Directions => Among the records, find the lines that hold the string "JournalError" and return them.

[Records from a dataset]
▶

//! 具体后端实现

pub mod ai;
pub mod command;
pub mod desktop;
pub mod log;
pub mod sessions;
pub mod sound;
pub mod speech;
pub mod system;
pub mod webhook;

pub use ai::{AiConfig, OpenAiGenerator};
pub use desktop::CommandDesktop;
pub use log::LogBackend;
pub use sessions::ParentCache;
pub use sound::CommandSound;
pub use speech::CommandSpeech;
pub use system::CommandSystem;
pub use webhook::DiscordWebhook;
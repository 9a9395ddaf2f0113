//! Domain error types.

use std::fmt;

/// A required trade field that was left blank.
#[derive(Debug, Clone, Copy, PartialEq, Eq)]
pub enum RequiredField {
    Date,
    Session,
    Pair,
    SetupType,
}

impl RequiredField {
    pub fn label(self) -> &'static str {
        match self {
            RequiredField::Date => "date",
            RequiredField::Session => "session",
            RequiredField::Pair => "pair",
            RequiredField::SetupType => "setup type",
        }
    }
}

impl fmt::Display for RequiredField {
    fn fmt(&self, f: &mut fmt::Formatter<'_>) -> fmt::Result {
        f.write_str(self.label())
    }
}

/// Raised by `TradeStore::add` when one or more required fields are blank.
#[derive(Debug, Clone, PartialEq, Eq, thiserror::Error)]
#[error("missing required fields: {}", join_fields(.missing_fields))]
pub struct ValidationError {
    pub missing_fields: Vec<RequiredField>,
}

impl ValidationError {
    pub fn is_missing(&self, field: RequiredField) -> bool {
        self.missing_fields.contains(&field)
    }
}

fn join_fields(fields: &[RequiredField]) -> String {
    fields
        .iter()
        .map(|f| f.label())
        .collect::<Vec<_>>()
        .join(", ")
}

/// Top-level error type for ictjournal.
#[derive(Debug, thiserror::Error)]
pub enum JournalError {
    #[error(transparent)]
    Validation(#[from] ValidationError),

    #[error("failed to persist '{key}': {reason}")]
    Persistence { key: String, reason: String },

    #[error("failed to read stored trades under '{key}': {reason}")]
    Deserialization { key: String, reason: String },

    #[error("CSV export failed: {reason}")]
    Export { reason: String },

    #[error("config parse error in {file}: {reason}")]
    ConfigParse { file: String, reason: String },

    #[error("invalid config value [{section}] {key}: {reason}")]
    ConfigInvalid {
        section: String,
        key: String,
        reason: String,
    },

    #[error("no trade with id {id}")]
    TradeNotFound { id: i64 },

    #[error(transparent)]
    Io(#[from] std::io::Error),
}

impl From<&JournalError> for std::process::ExitCode {
    fn from(err: &JournalError) -> Self {
        let code: u8 = match err {
            JournalError::Io(_) => 1,
            JournalError::ConfigParse { .. } | JournalError::ConfigInvalid { .. } => 2,
            JournalError::Persistence { .. }
            | JournalError::Deserialization { .. }
            | JournalError::Export { .. } => 3,
            JournalError::Validation(_) => 4,
            JournalError::TradeNotFound { .. } => 5,
        };
        std::process::ExitCode::from(code)
    }
}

◀

Exercise answer =>
pub enum JournalError {
impl From<&JournalError> for std::process::ExitCode {
    fn from(err: &JournalError) -> Self {
            JournalError::Io(_) => 1,
            JournalError::ConfigParse { .. } | JournalError::ConfigInvalid { .. } => 2,
            JournalError::Persistence { .. }
            | JournalError::Deserialization { .. }
            | JournalError::Export { .. } => 3,
            JournalError::Validation(_) => 4,
            JournalError::TradeNotFound { .. } => 5,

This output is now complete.